Enlarging this approach to include metabolite levels, metabolic pathways, and expression has led to a substantial novel insight. Sreekumar and colleagues utilized prior knowledge on gene expression and TF binding in prostate cancer to identify a change in a key metabolite associated with prostate cancer progression [66]. Sarcosine was one of many metabolites to show substantial changes in levels during prostate cancer progression, however it is produced by the enzyme GNMT, a methyl transferase with an androgen receptor binding site upstream. As androgen is known to play an important role in prostate cancer aggressiveness, this allowed prediction that sarcosine might serve as a marker of aggressiveness and potentially even be a driver of such aggressiveness, which was validated in cell line studies. This has led to a follow-up study of sarcosine as a biomarker for prostate cancer detection.

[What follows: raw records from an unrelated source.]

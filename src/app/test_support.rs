//! Shared helpers for terminal host tests

use ratatui::Terminal;
use ratatui::backend::TestBackend;
use ratatui::crossterm::event::{
    Event, KeyCode, KeyEvent, KeyModifiers, MouseButton, MouseEvent, MouseEventKind,
};
use serde_json::{Value, json};
use std::time::Duration;

use super::app_state::App;
use crate::config::SearchConfig;
use crate::lookup::{Lookup, LookupError};

const CATALOG: [&str; 4] = ["Catalog", "Category", "Caterpillar", "Dog"];

pub fn test_config() -> SearchConfig {
    SearchConfig {
        clear_on_outside_click: true,
        ..SearchConfig::default()
    }
}

/// Prefix match over a fixed catalog; queries starting with "err" fail
pub fn catalog_lookup() -> Lookup {
    Lookup::custom(|query: String| async move {
        if query.starts_with("err") {
            return Err(LookupError::Other("catalog offline".to_string()));
        }
        let needle = query.to_lowercase();
        Ok::<_, LookupError>(
            CATALOG
                .iter()
                .filter(|name| name.to_lowercase().starts_with(&needle))
                .map(|name| json!(name))
                .collect::<Vec<Value>>(),
        )
    })
}

pub fn test_app() -> App {
    App::new(test_config(), catalog_lookup()).unwrap()
}

pub fn key(code: KeyCode) -> KeyEvent {
    KeyEvent::new(code, KeyModifiers::NONE)
}

pub fn key_with_mods(code: KeyCode, modifiers: KeyModifiers) -> KeyEvent {
    KeyEvent::new(code, modifiers)
}

pub fn type_str(app: &mut App, text: &str) {
    for c in text.chars() {
        app.handle_event(Event::Key(key(KeyCode::Char(c))));
    }
}

pub fn click(app: &mut App, column: u16, row: u16) {
    app.handle_event(Event::Mouse(MouseEvent {
        kind: MouseEventKind::Down(MouseButton::Left),
        column,
        row,
        modifiers: KeyModifiers::NONE,
    }));
}

/// Tick until the widget stops loading
pub fn settle(app: &mut App) {
    for _ in 0..500 {
        app.tick();
        if !app.widget.is_loading() {
            return;
        }
        std::thread::sleep(Duration::from_millis(10));
    }
    panic!("lookup did not finish");
}

pub fn render_to_string(app: &mut App, width: u16, height: u16) -> String {
    let mut terminal = Terminal::new(TestBackend::new(width, height)).unwrap();
    terminal.draw(|f| app.render(f)).unwrap();
    terminal.backend().to_string()
}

While limited in scope, this last study shows the potential of knowledge-based analysis, even when only a very limited biological model can be created. While biological systems are so complex that an overarching theory remains in the distant future, limited models that encompass adequate complexity to allow deep insight are now possible due to the vast gathering of information that began with Mendel and continues to accelerate. Importantly, biological systems are highly non-linear with highly interconnected subsystems, which guarantees that non-mathematical models will fail to capture all reliable predictions [67]. Integrating the prior knowledge with appropriate non-linear models should greatly reduce the risk of overlooking valuable insights into the processes underlying disease and treatment.

CONCLUSION

The last decade has seen rapid advances in the use of biological knowledge to guide analysis. At its simplest, this has been through integration of data from different molecular domains; for instance recognizing that a gene encodes a specific protein, thus allowing data from microarrays and PPI networks to be analyzed together. The integration has become more powerful with increasing numbers of data types, which now include pathway models, disease phenotypes, genetic aberrations, protein structural information, and gene expression data. The statistical power is greatest when we can formalize our knowledge, as in a Bayesian framework, and is most predictive when we can create a full mathematical model permitting simulation and hypothesis generation.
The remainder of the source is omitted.